Monday, September 26, 2011

A Gardening Tip for Hosta Lovers

One of my curly leaf hosta Sep 2011 with no treatment
Last spring I read a newspaper column about problems with Hosta.( I'm sorry I don't remember the author.) Hosta are the plants that thrive in the shade. Since that is all I have, there are plenty of hostas in my garden.  The problem discussed in the paper was: "slugs causing lots of holes in the leaves" of the plants by midsummer. Now this isn't something that is so troublesome that I lie awake nights. But this is continually a gardening issue. The usual solution is to put saucers of beer under the plants and the slugs drown in it. This isn't for me. I'm not going to spend my life putting beer underneath all my hosta.
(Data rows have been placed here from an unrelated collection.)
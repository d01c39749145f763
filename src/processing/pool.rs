use std::collections::HashMap;
use std::sync::atomic::{AtomicUsize, Ordering};
use std::sync::{Arc, Mutex, MutexGuard, PoisonError, mpsc};
use std::thread::JoinHandle;
#[cfg(test)]
use std::time::Duration;
use std::time::Instant;

use image::RgbaImage;

use crate::error::{WarpError, WarpResult};
use crate::state::{RequestId, WarpRequest, WarpResponse};

use super::warp;

pub const DEFAULT_POOL_SIZE: usize = 10;

type Outcome = WarpResult<WarpResponse>;
type PendingTable = Arc<Mutex<HashMap<RequestId, mpsc::Sender<Outcome>>>>;
type Notifier = Arc<dyn Fn() + Send + Sync>;

struct WorkerReply {
    id: RequestId,
    outcome: WarpResult<RgbaImage>,
}

struct Worker {
    jobs: mpsc::Sender<WarpRequest>,
    /// Jobs sent to this worker and not yet answered.
    queued: Arc<AtomicUsize>,
    thread: JoinHandle<()>,
}

/// Runs CPU warps on a fixed set of worker threads.
///
/// Every worker owns a FIFO queue and handles one job at a time. Submission
/// rotates a cursor like plain round-robin but skips past busy workers, so a
/// job only queues behind another when the whole pool is busy. Replies are
/// routed back to callers by request id.
pub struct WarpDispatcher {
    workers: Vec<Worker>,
    cursor: AtomicUsize,
    pending: PendingTable,
    router: Option<JoinHandle<()>>,
}

impl WarpDispatcher {
    pub fn new(size: usize) -> WarpResult<Self> {
        Self::build(size, None)
    }

    /// Like [`WarpDispatcher::new`], calling `notify` after each routed reply.
    pub fn with_notifier(
        size: usize,
        notify: impl Fn() + Send + Sync + 'static,
    ) -> WarpResult<Self> {
        Self::build(size, Some(Arc::new(notify)))
    }

    fn build(size: usize, notify: Option<Notifier>) -> WarpResult<Self> {
        let size = size.max(1);
        let pending: PendingTable = Arc::new(Mutex::new(HashMap::new()));
        let (reply_tx, reply_rx) = mpsc::channel();

        let mut workers = Vec::with_capacity(size);
        for index in 0..size {
            let (jobs, job_rx) = mpsc::channel();
            let queued = Arc::new(AtomicUsize::new(0));
            let replies = reply_tx.clone();
            let counter = Arc::clone(&queued);
            let thread = std::thread::Builder::new()
                .name(format!("warp-worker-{index}"))
                .spawn(move || run_worker(index, job_rx, replies, counter))
                .map_err(|e| anyhow::anyhow!("failed to spawn warp worker {index}: {e}"))?;
            workers.push(Worker {
                jobs,
                queued,
                thread,
            });
        }
        // Workers hold the only reply senders; the router stops once they exit.
        drop(reply_tx);

        let table = Arc::clone(&pending);
        let router = std::thread::Builder::new()
            .name("warp-router".to_string())
            .spawn(move || route_replies(reply_rx, table, notify))
            .map_err(|e| anyhow::anyhow!("failed to spawn warp router: {e}"))?;

        tracing::debug!(workers = size, "warp dispatcher started");
        Ok(Self {
            workers,
            cursor: AtomicUsize::new(0),
            pending,
            router: Some(router),
        })
    }

    pub fn size(&self) -> usize {
        self.workers.len()
    }

    /// Requests submitted and not yet delivered to their caller.
    pub fn in_flight(&self) -> usize {
        lock(&self.pending).len()
    }

    /// Queue a warp. The request, including its source handle, moves into
    /// the worker; the returned handle resolves with the matching response.
    pub fn submit(&self, request: WarpRequest) -> WarpResult<PendingWarp> {
        let id = request.id;
        let (tx, rx) = mpsc::channel();
        {
            let mut pending = lock(&self.pending);
            if pending.contains_key(&id) {
                return Err(WarpError::DuplicateRequest(id));
            }
            pending.insert(id, tx);
        }

        let index = self.pick_worker();
        let worker = &self.workers[index];
        worker.queued.fetch_add(1, Ordering::AcqRel);
        if worker.jobs.send(request).is_err() {
            worker.queued.fetch_sub(1, Ordering::AcqRel);
            lock(&self.pending).remove(&id);
            return Err(WarpError::WorkerUnavailable(index));
        }
        tracing::trace!(%id, worker = index, "warp submitted");
        Ok(PendingWarp { id, rx })
    }

    /// First idle worker at or after the cursor, else the shortest queue.
    fn pick_worker(&self) -> usize {
        let n = self.workers.len();
        let start = self.cursor.load(Ordering::Relaxed) % n;
        let mut best = start;
        let mut best_load = usize::MAX;
        for step in 0..n {
            let index = (start + step) % n;
            let load = self.workers[index].queued.load(Ordering::Acquire);
            if load < best_load {
                best = index;
                best_load = load;
                if load == 0 {
                    break;
                }
            }
        }
        self.cursor.store((best + 1) % n, Ordering::Relaxed);
        best
    }
}

impl Drop for WarpDispatcher {
    fn drop(&mut self) {
        for (index, worker) in self.workers.drain(..).enumerate() {
            drop(worker.jobs);
            if worker.thread.join().is_err() {
                tracing::warn!(worker = index, "warp worker panicked");
            }
        }
        if let Some(router) = self.router.take() {
            let _ = router.join();
        }
        tracing::debug!("warp dispatcher stopped");
    }
}

/// Caller's side of a submitted warp.
pub struct PendingWarp {
    id: RequestId,
    rx: mpsc::Receiver<Outcome>,
}

impl PendingWarp {
    pub fn id(&self) -> RequestId {
        self.id
    }

    /// Blocks until the response arrives.
    pub fn wait(self) -> Outcome {
        self.rx
            .recv()
            .unwrap_or_else(|_| Err(WarpError::Disconnected(self.id)))
    }

    #[cfg(test)]
    pub fn wait_timeout(&self, timeout: Duration) -> Option<Outcome> {
        match self.rx.recv_timeout(timeout) {
            Ok(outcome) => Some(outcome),
            Err(mpsc::RecvTimeoutError::Timeout) => None,
            Err(mpsc::RecvTimeoutError::Disconnected) => {
                Some(Err(WarpError::Disconnected(self.id)))
            }
        }
    }

    /// Non-blocking poll; `None` while the job is still running.
    pub fn try_take(&self) -> Option<Outcome> {
        match self.rx.try_recv() {
            Ok(outcome) => Some(outcome),
            Err(mpsc::TryRecvError::Empty) => None,
            Err(mpsc::TryRecvError::Disconnected) => Some(Err(WarpError::Disconnected(self.id))),
        }
    }
}

fn lock<T>(mutex: &Mutex<T>) -> MutexGuard<'_, T> {
    mutex.lock().unwrap_or_else(PoisonError::into_inner)
}

fn run_worker(
    index: usize,
    jobs: mpsc::Receiver<WarpRequest>,
    replies: mpsc::Sender<WorkerReply>,
    queued: Arc<AtomicUsize>,
) {
    while let Ok(request) = jobs.recv() {
        let id = request.id;
        let started = Instant::now();
        let outcome = warp::run_request(request).map(|response| response.image);
        queued.fetch_sub(1, Ordering::AcqRel);
        match &outcome {
            Ok(_) => tracing::trace!(
                %id,
                worker = index,
                elapsed_ms = started.elapsed().as_secs_f64() * 1000.0,
                "warp finished"
            ),
            Err(err) => tracing::debug!(%id, worker = index, "warp failed: {err}"),
        }
        if replies.send(WorkerReply { id, outcome }).is_err() {
            break;
        }
    }
}

fn route_replies(
    replies: mpsc::Receiver<WorkerReply>,
    pending: PendingTable,
    notify: Option<Notifier>,
) {
    for WorkerReply { id, outcome } in replies {
        let waiter = lock(&pending).remove(&id);
        let Some(waiter) = waiter else {
            tracing::debug!(%id, "dropping reply with no pending request");
            continue;
        };
        let _ = waiter.send(outcome.map(|image| WarpResponse { id, image }));
        if let Some(notify) = notify.as_ref() {
            notify();
        }
    }
    // Remaining callers see a disconnect instead of waiting forever.
    lock(&pending).clear();
}

#[cfg(test)]
mod tests {
    use std::collections::HashMap;
    use std::sync::atomic::{AtomicUsize, Ordering};
    use std::sync::{Arc, Mutex, mpsc};
    use std::time::Duration;

    use image::{ImageBuffer, Rgba, RgbaImage};

    use crate::error::WarpError;
    use crate::geometry::{Point, Quad};
    use crate::state::{RequestId, ResultSpec, SourceImage, WarpRequest};

    use super::{WarpDispatcher, WorkerReply, route_replies};

    /// One-row strip where pixel `x` has red = `x`.
    fn strip(len: u32) -> Arc<SourceImage> {
        Arc::new(
            SourceImage::new(ImageBuffer::from_fn(len, 1, |x, _| {
                Rgba([x as u8, 0, 0, 255])
            }))
            .unwrap(),
        )
    }

    /// Collapsed quad: every output pixel samples `(x, 0)`.
    fn point_quad(x: f64) -> Quad {
        let p = Point::new(x, 0.0);
        Quad::new(p, p, p, p)
    }

    fn request(id: u64, source: &Arc<SourceImage>, size: u32) -> WarpRequest {
        WarpRequest {
            id: RequestId(id),
            quad: point_quad(id as f64),
            result: ResultSpec::new(size, size).unwrap(),
            source: Arc::clone(source),
        }
    }

    #[test]
    fn fifty_requests_on_ten_workers_resolve_to_their_callers() {
        let dispatcher = WarpDispatcher::new(10).unwrap();
        assert_eq!(dispatcher.size(), 10);
        let source = strip(64);

        // Mixed sizes so completion order differs from submission order.
        let handles: Vec<_> = (0..50_u64)
            .map(|id| {
                let size = if id % 3 == 0 { 96 } else { 4 };
                dispatcher.submit(request(id, &source, size)).unwrap()
            })
            .collect();

        let mut seen = Vec::new();
        for handle in handles {
            let expected = handle.id();
            let response = handle.wait().unwrap();
            assert_eq!(response.id, expected);
            assert_eq!(response.image.get_pixel(0, 0)[0] as u64, expected.0);
            seen.push(response.id.0);
        }
        seen.sort_unstable();
        assert_eq!(seen, (0..50).collect::<Vec<_>>());
        assert_eq!(dispatcher.in_flight(), 0);
    }

    #[test]
    fn duplicate_pending_id_is_rejected() {
        let dispatcher = WarpDispatcher::new(1).unwrap();
        let source = strip(8);
        let (tx, _rx) = mpsc::channel();
        dispatcher.pending.lock().unwrap().insert(RequestId(3), tx);
        let err = match dispatcher.submit(request(3, &source, 4)) {
            Err(err) => err,
            Ok(_) => panic!("duplicate id should be rejected"),
        };
        assert!(matches!(err, WarpError::DuplicateRequest(RequestId(3))));
        dispatcher.pending.lock().unwrap().remove(&RequestId(3));
        assert!(dispatcher.submit(request(3, &source, 4)).unwrap().wait().is_ok());
    }

    #[test]
    fn idle_workers_are_preferred() {
        let dispatcher = WarpDispatcher::new(3).unwrap();
        let source = strip(8);
        let a = dispatcher.submit(request(0, &source, 4)).unwrap();
        a.wait().unwrap();
        // All idle: assignment keeps rotating.
        assert_eq!(dispatcher.pick_worker(), 1);
        assert_eq!(dispatcher.pick_worker(), 2);
        assert_eq!(dispatcher.pick_worker(), 0);
        // A busy worker at the cursor is skipped.
        dispatcher.workers[1].queued.fetch_add(1, Ordering::AcqRel);
        assert_eq!(dispatcher.pick_worker(), 2);
        dispatcher.workers[1].queued.fetch_sub(1, Ordering::AcqRel);
    }

    #[test]
    fn saturated_pool_queues_on_shortest_worker() {
        let dispatcher = WarpDispatcher::new(2).unwrap();
        dispatcher.workers[0].queued.fetch_add(3, Ordering::AcqRel);
        dispatcher.workers[1].queued.fetch_add(1, Ordering::AcqRel);
        assert_eq!(dispatcher.pick_worker(), 1);
        dispatcher.workers[0].queued.fetch_sub(3, Ordering::AcqRel);
        dispatcher.workers[1].queued.fetch_sub(1, Ordering::AcqRel);
    }

    #[test]
    fn invalid_job_reports_error_to_its_caller() {
        let dispatcher = WarpDispatcher::new(2).unwrap();
        let source = strip(8);
        let mut bad = request(1, &source, 4);
        bad.quad = point_quad(f64::INFINITY);
        let bad = dispatcher.submit(bad).unwrap();
        let good = dispatcher.submit(request(2, &source, 4)).unwrap();
        assert!(matches!(bad.wait(), Err(WarpError::InvalidGeometry(_))));
        assert_eq!(good.wait().unwrap().id, RequestId(2));
    }

    #[test]
    fn notifier_fires_per_reply() {
        let hits = Arc::new(AtomicUsize::new(0));
        let counter = Arc::clone(&hits);
        let dispatcher = WarpDispatcher::with_notifier(2, move || {
            counter.fetch_add(1, Ordering::SeqCst);
        })
        .unwrap();
        let source = strip(8);
        let handles: Vec<_> = (0..4)
            .map(|id| dispatcher.submit(request(id, &source, 2)).unwrap())
            .collect();
        for handle in handles {
            handle.wait().unwrap();
        }
        drop(dispatcher);
        assert_eq!(hits.load(Ordering::SeqCst), 4);
    }

    #[test]
    fn unmatched_replies_are_dropped() {
        let (reply_tx, reply_rx) = mpsc::channel();
        let (caller_tx, caller_rx) = mpsc::channel();
        let pending = Arc::new(Mutex::new(HashMap::from([(RequestId(5), caller_tx)])));

        reply_tx
            .send(WorkerReply {
                id: RequestId(99),
                outcome: Ok(RgbaImage::new(1, 1)),
            })
            .unwrap();
        reply_tx
            .send(WorkerReply {
                id: RequestId(5),
                outcome: Ok(RgbaImage::new(2, 2)),
            })
            .unwrap();
        drop(reply_tx);

        route_replies(reply_rx, Arc::clone(&pending), None);
        let delivered = caller_rx.recv().unwrap().unwrap();
        assert_eq!(delivered.id, RequestId(5));
        assert_eq!(delivered.image.dimensions(), (2, 2));
        assert!(caller_rx.recv().is_err());
        assert!(pending.lock().unwrap().is_empty());
    }

    #[test]
    fn try_take_and_timeout_poll_without_blocking_forever() {
        let dispatcher = WarpDispatcher::new(2).unwrap();
        let source = strip(8);

        let timed = dispatcher.submit(request(1, &source, 8)).unwrap();
        let outcome = timed
            .wait_timeout(Duration::from_secs(10))
            .expect("small warp should finish");
        assert_eq!(outcome.unwrap().id, RequestId(1));

        let polled = dispatcher.submit(request(2, &source, 8)).unwrap();
        let mut outcome = None;
        for _ in 0..1000 {
            outcome = polled.try_take();
            if outcome.is_some() {
                break;
            }
            std::thread::sleep(Duration::from_millis(5));
        }
        assert_eq!(outcome.expect("poll timed out").unwrap().id, RequestId(2));
    }

    #[test]
    fn dropping_dispatcher_disconnects_unresolved_callers() {
        let (tx, rx) = mpsc::channel();
        let pending = Arc::new(Mutex::new(HashMap::from([(RequestId(8), tx)])));
        let (reply_tx, reply_rx) = mpsc::channel::<WorkerReply>();
        drop(reply_tx);
        route_replies(reply_rx, Arc::clone(&pending), None);
        let handle = super::PendingWarp {
            id: RequestId(8),
            rx,
        };
        assert!(matches!(
            handle.wait(),
            Err(WarpError::Disconnected(RequestId(8)))
        ));
    }
}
Well this new tip is a little bit weird too, but it was do-able for me. The author suggested putting crushed egg shells under the plants.  The slugs avoid the shells because they are sharp. This made lots of sense to me, and I'm always looking for non-chemical solutions. I have two different types of hosta that are particularly susceptible to the "hole issue," so I tried this new technique on them.  It works! The plants that become most holey are variegated leaves with large amounts of white area.

Here's a curly leaf hosta near my driveway.  This one got the first eggshells of the season! Sep 2011

So, we are eating eggs. Dr. Oz says this is OK!! Saving the shells isn't really a big deal.
  • For raw eggs; after I crack the egg  and drop it into a bowl, Iswish out the shell and let them dry in a container on the counter.
  • For hard boiled eggs; I save the shells as I peel them.
  • In several days time the shells dry out and become quite brittle. It is easy to crush them with your hand and take them out to the garden.
Ann's eggshell collection for 2012
Now I'm saving shells for next year. I'll just store them in a zip lock bag in the garage! Let's say, you save too many, not a problem.  Just throw the extras in your compost pile (if you have one) behind the garage.  Ground up, they are good for the soil.

Look out slugs, next spring you are in trouble!